== Segment start ==

//! Environment configuration for the hosted service.
//!
//! SYSTEM CONTEXT
//! ==============
//! The service endpoint and public API key are baked in at compile time, the
//! same way the original deployment injects its public environment values.
//! When either is absent the UI disables sign-in and shows a setup banner
//! instead of attempting any remote call.

#[cfg(test)]
#[path = "config_test.rs"]
mod config_test;

/// Hosted-service connection values.
#[derive(Clone, Debug, PartialEq, Eq)]
pub struct Config {
    /// Service base URL, e.g. `https://abcdefgh.supabase.co`.
    pub url: String,
    /// Public (anon) API key sent with every request.
    pub anon_key: String,
}

impl Config {
    pub fn new(url: impl Into<String>, anon_key: impl Into<String>) -> Self {
        let url: String = url.into();
        Self {
            url: url.trim_end_matches('/').to_owned(),
            anon_key: anon_key.into(),
        }
    }

    /// Resolve configuration from compile-time environment values.
    ///
    /// Returns `None` when `SUPABASE_URL` or `SUPABASE_ANON_KEY` was missing
    /// at build time.
    pub fn from_env() -> Option<Self> {
        let url = option_env!("SUPABASE_URL")?;
        let anon_key = option_env!("SUPABASE_ANON_KEY")?;
        Some(Self::new(url, anon_key))
    }

    /// REST endpoint for the bookmarks table.
    pub fn bookmarks_endpoint(&self) -> String {
        format!("{}/rest/v1/bookmarks", self.url)
    }

    /// Auth-service endpoint for the given route, e.g. `user` or `logout`.
    pub fn auth_endpoint(&self, route: &str) -> String {
        format!("{}/auth/v1/{route}", self.url)
    }

    /// Realtime websocket URL carrying the public API key.
    pub fn realtime_endpoint(&self) -> String {
        let ws_base = if let Some(rest) = self.url.strip_prefix("https://") {
            format!("wss://{rest}")
        } else if let Some(rest) = self.url.strip_prefix("http://") {
            format!("ws://{rest}")
        } else {
            self.url.clone()
        };
        format!(
            "{ws_base}/realtime/v1/websocket?apikey={}&vsn=1.0.0",
            self.anon_key
        )
    }
}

== Segment end ==

→ **Task directions**:
In the material above, find the line with "self.url.clone()"; then retype it and every line after it through the last, exactly as written.

→ **Your response**:
            self.url.clone()
        };
        format!(
            "{ws_base}/realtime/v1/websocket?apikey={}&vsn=1.0.0",
            self.anon_key
        )
    }
}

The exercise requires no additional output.